Brad Biggs at the Chicago Tribune answers your questions:

“With Lance Briggs coming back will it be enough to turn things around on defense so the Bears are a Super Bowl contender? — @skinny2354 from Twitter

“No one thought the Giants would be a Super Bowl contender when they lost four games at midseason in 2011 to fall to 6-6. But they won three of their final four regular-season games to sneak into the playoffs and from there they ran the table. That team had a very strong pass rush that was a big factor in the postseason run. Briggs’ return isn’t going to necessarily help the Bears start wreaking havoc on opposing quarterbacks. Briggs’ presence will make the defense better but he can’t make up for the loss of Henry Melton and Charles Tillman. It’s going to be difficult for the Bears to play playoff-caliber defense against a high-powered offense, in my opinion. But like I said, few thought that Giants team was going anywhere.”

My first instinct when reading inquiries like this is to treat them with contempt.  I’ve been virtually ignoring the playoff possibilities for this team because logically, the Bears can do almost no damage in the playoffs if they get there.  I’ve hardly even thought about it.

The run defense has been a mess and the Bears just aren’t strong enough at the line of scrimmage.  You need only look at the St.
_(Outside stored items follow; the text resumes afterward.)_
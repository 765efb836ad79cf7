use std::fs;
use std::path::PathBuf;

use anyhow::Context;
use clap::{Parser, Subcommand};
use tracing_subscriber::EnvFilter;

use tabula_core::Catalog;
use tabula_import::ImportProfile;
use tabula_storage::Store;

mod repl;

#[derive(Parser)]
#[command(
    name = "tabula",
    version,
    about = "Browse, categorize and query personal transaction files"
)]
struct Cli {
    #[command(subcommand)]
    command: Command,
}

#[derive(Subcommand)]
enum Command {
    /// Load one or more JSONL transaction files and browse interactively.
    Browse {
        /// Transaction files, one per period.
        #[arg(required = true)]
        files: Vec<PathBuf>,
        /// Category catalog (JSON side file).
        #[arg(long)]
        categories: Option<PathBuf>,
    },
    /// Convert a bank CSV export into a JSONL transaction file.
    Convert {
        /// The raw CSV export.
        csv: PathBuf,
        /// Import profile (TOML) describing the bank's column layout.
        #[arg(long)]
        profile: PathBuf,
        /// Output JSONL path.
        #[arg(short, long)]
        output: PathBuf,
    },
}

fn main() -> anyhow::Result<()> {
    tracing_subscriber::fmt()
        .with_env_filter(EnvFilter::from_default_env())
        .with_writer(std::io::stderr)
        .init();

    match Cli::parse().command {
        Command::Browse { files, categories } => browse(files, categories),
        Command::Convert { csv, profile, output } => convert(csv, profile, output),
    }
}

fn browse(files: Vec<PathBuf>, categories: Option<PathBuf>) -> anyhow::Result<()> {
    let catalog = match categories {
        Some(path) => {
            let data = fs::read_to_string(&path)
                .with_context(|| format!("reading {}", path.display()))?;
            Catalog::from_json_str(&data)
                .with_context(|| format!("loading categories from {}", path.display()))?
        }
        None => Catalog::default(),
    };
    tracing::debug!(categories = catalog.len(), "catalog ready");

    // A fatal load error (malformed file, balance mismatch, overlapping
    // periods) surfaces here and exits non-zero.
    let store = Store::load(&files)?;

    repl::run(store, catalog)
}

fn convert(csv: PathBuf, profile: PathBuf, output: PathBuf) -> anyhow::Result<()> {
    let profile_text = fs::read_to_string(&profile)
        .with_context(|| format!("reading {}", profile.display()))?;
    let profile = ImportProfile::from_toml(&profile_text)?;

    let file = fs::File::open(&csv).with_context(|| format!("opening {}", csv.display()))?;
    let set = tabula_import::import_csv(file, &profile, &csv.display().to_string())?;

    tabula_storage::write_set(&output, &set)?;
    println!("{} transactions written to {}", set.len(), output.display());
    Ok(())
}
Louis Rams game last month to see the problem.  The Bears were dominated by an admittedly very under rated defensive front.  Have you seen the San Fransisco 49ers defense?  Have you heard the noise up in that dome in Seattle?  As strong as that Rams front is, these teams field even better players.  Can the Bears win games against those teams?  Absolutely no way.
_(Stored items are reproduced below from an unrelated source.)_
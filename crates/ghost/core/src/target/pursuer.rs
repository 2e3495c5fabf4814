use super::{ChaseBehavior, pursue};
use crate::env::MazeEnv;
use crate::ghost::{Ghost, PlayerView};
use crate::maze::Heading;

/// Shortest path straight at the player's tile.
#[derive(Clone, Copy, Debug, Default)]
pub struct DirectPursuit;

impl ChaseBehavior for DirectPursuit {
    fn select(&self, ghost: &mut Ghost, env: &MazeEnv<'_>, player: PlayerView) -> Option<Heading> {
        pursue(ghost, env, player.tile)
    }
}
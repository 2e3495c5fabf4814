//! Behavior engine for the four maze-chase ghosts.
//!
//! `ghost-core` decides, tick by tick, where each ghost heads: waiting in and
//! leaving the pen, alternating chase and scatter, patrolling corners,
//! fleeing while frightened and walking back home after capture. The board,
//! the path search, the clock and the random source are collaborators
//! reached through the oracle traits bundled in [`MazeEnv`]; reference
//! implementations of each are provided so drivers and tests can run the
//! engine without any other crate.
//!
//! The driver owns every [`Ghost`] and calls [`Ghost::advance`] (or
//! [`Ghost::update_direction`] and [`Ghost::update_position`] separately)
//! once per frame.
pub mod clock;
pub mod config;
pub mod env;
pub mod error;
pub mod ghost;
pub mod layout;
pub mod maze;
pub mod rng;
pub mod target;

pub use clock::{ClockOracle, ManualClock, SteadyClock};
pub use config::{ConfigError, GhostConfig, SpeedTiers};
pub use env::MazeEnv;
pub use error::{EngineError, ErrorSeverity};
pub use ghost::{
    Confinement, Ghost, GhostError, GhostSnapshot, Mode, Personality, PixelPos, PlayerView,
    SpeedTier, SwitcherPhase,
};
pub use layout::{CorridorLock, MazeLayout, PatrolLoop, PatrolTurn, ReturnRoute, TunnelLayout};
pub use maze::{
    AStarPathfinder, GridError, Heading, MazeDimensions, MazeOracle, NoReversal, PathOracle,
    TileGrid, TileKind, TilePos,
};
pub use rng::{PcgRng, RngOracle, compute_seed};
pub use target::{ChaseBehavior, DirectPursuit, Interception, KeepAway, PhaseSwitching};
How bad do my instincts tell me this situation is?  Let’s put it this way.  I dislike the Lions right now with a passion.  They’re dirty, undisciplined and, not unrelated, their head coach and their defensive coordinator are both punks.  But I also know that if they play to the level of their ability, they are the only team in the NFC North with the talent up front to compete with the big boys.  Even I will admit that January could be a lot more exciting with them in the contests.
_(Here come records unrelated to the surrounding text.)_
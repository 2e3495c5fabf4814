use super::{MazeDimensions, MazeOracle, TileKind, TilePos};
use crate::error::{EngineError, ErrorSeverity};

/// Errors raised while building a [`TileGrid`] from textual rows.
#[derive(Clone, Debug, PartialEq, Eq, thiserror::Error)]
pub enum GridError {
    #[error("maze has no rows")]
    Empty,

    #[error("row {row} has {found} tiles, expected {expected}")]
    Ragged {
        row: usize,
        expected: usize,
        found: usize,
    },

    #[error("unknown tile glyph {glyph:?} at {pos}")]
    UnknownGlyph { glyph: char, pos: TilePos },
}

impl EngineError for GridError {
    fn severity(&self) -> ErrorSeverity {
        ErrorSeverity::Validation
    }

    fn error_code(&self) -> &'static str {
        match self {
            GridError::Empty => "GRID_EMPTY",
            GridError::Ragged { .. } => "GRID_RAGGED",
            GridError::UnknownGlyph { .. } => "GRID_UNKNOWN_GLYPH",
        }
    }
}

/// Row-major board backed by a flat tile vector.
#[derive(Clone, Debug, PartialEq, Eq)]
pub struct TileGrid {
    dimensions: MazeDimensions,
    tiles: Vec<TileKind>,
}

impl TileGrid {
    pub const WALL_GLYPH: char = '#';
    pub const DOOR_GLYPH: char = '-';

    /// Board of the given size with no walls at all.
    pub fn open(width: u32, height: u32) -> Self {
        Self {
            dimensions: MazeDimensions::new(width, height),
            tiles: vec![TileKind::Open; (width * height) as usize],
        }
    }

    /// Parses ASCII rows: `#` wall, `-` door, `.` or space open.
    pub fn from_rows<S: AsRef<str>>(rows: &[S]) -> Result<Self, GridError> {
        let first = rows.first().ok_or(GridError::Empty)?;
        let expected = first.as_ref().chars().count();
        if expected == 0 {
            return Err(GridError::Empty);
        }

        let mut tiles = Vec::with_capacity(expected * rows.len());
        for (y, row) in rows.iter().enumerate() {
            let row = row.as_ref();
            let found = row.chars().count();
            if found != expected {
                return Err(GridError::Ragged {
                    row: y,
                    expected,
                    found,
                });
            }
            for (x, glyph) in row.chars().enumerate() {
                let kind = match glyph {
                    Self::WALL_GLYPH => TileKind::Wall,
                    Self::DOOR_GLYPH => TileKind::Door,
                    '.' | ' ' => TileKind::Open,
                    other => {
                        return Err(GridError::UnknownGlyph {
                            glyph: other,
                            pos: TilePos::new(x as u32, y as u32),
                        });
                    }
                };
                tiles.push(kind);
            }
        }

        Ok(Self {
            dimensions: MazeDimensions::new(expected as u32, rows.len() as u32),
            tiles,
        })
    }

    /// Overwrites a single tile. Positions outside the board are ignored.
    pub fn set(&mut self, pos: TilePos, kind: TileKind) {
        if let Some(index) = self.index_of(pos) {
            self.tiles[index] = kind;
        }
    }

    pub fn with_tile(mut self, pos: TilePos, kind: TileKind) -> Self {
        self.set(pos, kind);
        self
    }

    fn index_of(&self, pos: TilePos) -> Option<usize> {
        if !self.dimensions.contains(pos) {
            return None;
        }
        Some(pos.y as usize * self.dimensions.width as usize + pos.x as usize)
    }
}

impl MazeOracle for TileGrid {
    fn dimensions(&self) -> MazeDimensions {
        self.dimensions
    }

    fn tile(&self, pos: TilePos) -> Option<TileKind> {
        self.index_of(pos).map(|index| self.tiles[index])
    }
}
Bottom line, if I followed my instincts, I wouldn’t even bother to watch the games anymore.  But I do watch the games.  I watch becauseI love to think about how the Bears have arisen to meet the challenges of the week before and to see what new challenges will arise to meet in the coming week. I love to think, week to week, about how the Bears have improved, two steps forward, one step back.  I watch because, well, when you think about it, you never know…

The Bears do have a healthy offensive line and have been trying all season to do creative things things to apply leverage that will give them an edge over brute strength.  And with their skill position players, they do have the potential to score points in bunches.

Yes, they are missing Tillman and Melton.  Tillman is really irreplaceable but both Tim Jennings and Zack Bowman have stepped it up in recent weeks and they haven’t done badly.  And though the defensive line will not be a strength, it has stabilized considerably with the addition of Jeremiah Ratliff.  

Arguably safety is still a minor weakness but the addition of Briggs could very well stabilize the last major defensive issue.  The linebacker position has been without question the beating heart of the Bears defense for many years and Briggs will not only bring his ability to make plays but he’ll almost certainly provide some stability playing next to rookie Jon Bostic and his addition might even help cover for some remaining deficiencies there.

The Bears still have to play virtually perfect, mistake-free football.  No penalties, no drops and, especially, no turnovers.  But, if the defense peaks and comes together to play its best football right now, at the most important time of the year…

Is it possible that the Bears could end up in the Super Bowl?  Looking around at the rest of the NFC, it’s a totally ridiculous question.  But there’s always hope.  And hope leads to thoughts and thoughts lead to possibilities.  And anything is possible if your put your mind to it.